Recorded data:
//! IAPKit Demo CLI
//!
//! Command-line interface for exercising a billing session against the
//! in-memory store simulator.

use anyhow::Result;
use clap::{Parser, Subcommand, ValueEnum};
use std::path::PathBuf;

mod commands;
mod ui;

#[derive(Parser)]
#[command(name = "iapkit-demo")]
#[command(about = "IAPKit Demo CLI - Drive a billing session against a simulated store", long_about = None)]
#[command(version)]
struct Cli {
    #[command(subcommand)]
    command: Commands,

    /// Enable verbose output
    #[arg(short, long, global = true)]
    verbose: bool,

    /// Catalog JSON file (products, owned purchases, storefront)
    #[arg(long, global = true)]
    catalog: Option<PathBuf>,

    /// Session configuration JSON file
    #[arg(long, global = true)]
    config: Option<PathBuf>,

    /// Print the final session status as JSON
    #[arg(long, global = true)]
    json: bool,
}

/// Product kind filter accepted on the command line
#[derive(Clone, Copy, Debug, ValueEnum)]
pub enum KindArg {
    Inapp,
    Subs,
    All,
}

/// Scripted outcome of a purchase flow
#[derive(Clone, Copy, Debug, ValueEnum)]
pub enum OutcomeArg {
    Complete,
    Pending,
    Cancel,
    Fail,
}

#[derive(Subcommand)]
enum Commands {
    /// Fetch product metadata
    Products {
        /// Product identifiers
        #[arg(required = true)]
        ids: Vec<String>,

        /// Kind filter
        #[arg(short, long, value_enum, default_value = "inapp")]
        kind: KindArg,
    },

    /// Purchase a product and finish the transaction
    Buy {
        /// Product identifier
        id: String,

        /// Buy a subscription instead of a one-time product
        #[arg(long)]
        subscription: bool,

        /// How the simulated store answers
        #[arg(long, value_enum, default_value = "complete")]
        outcome: OutcomeArg,

        /// Consume instead of acknowledge
        #[arg(long)]
        consume: bool,
    },

    /// Restore owned purchases
    Restore,

    /// Show active subscriptions and the storefront
    Entitlements {
        /// Limit to these subscription identifiers
        ids: Vec<String>,
    },

    /// Run a scripted walkthrough of every session operation
    Demo,
}

#[tokio::main]
async fn main() -> Result<()> {
    let cli = Cli::parse();

    // Initialize tracing; RUST_LOG wins when set
    let default_filter = if cli.verbose {
        "iapkit_demo_cli=debug,iapkit_lib=debug"
    } else {
        "iapkit_demo_cli=info,iapkit_lib=warn"
    };
    let filter = tracing_subscriber::EnvFilter::try_from_default_env()
        .unwrap_or_else(|_| tracing_subscriber::EnvFilter::new(default_filter));
    tracing_subscriber::fmt().with_env_filter(filter).init();

    let ctx = commands::DemoContext::open(cli.catalog.as_deref(), cli.config.as_deref())?;

    let outcome = match cli.command {
        Commands::Products { ids, kind } => commands::products::run(&ctx, &ids, kind).await,
        Commands::Buy {
            id,
            subscription,
            outcome,
            consume,
        } => commands::buy::run(&ctx, &id, subscription, outcome, consume).await,
        Commands::Restore => commands::restore::run(&ctx).await,
        Commands::Entitlements { ids } => commands::entitlements::run(&ctx, &ids).await,
        Commands::Demo => commands::demo::run(&ctx).await,
    };

    if cli.json {
        println!("{}", serde_json::to_string_pretty(&ctx.session.status())?);
    } else if cli.verbose {
        ui::status(&ctx.session.status());
    }

    ctx.session.disconnect().await;
    outcome
}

▶ _Exercise_
From the entries above, pull out each line that includes "identifiers".

▶ _Problem solution_
        /// Product identifiers
        /// Limit to these subscription identifiers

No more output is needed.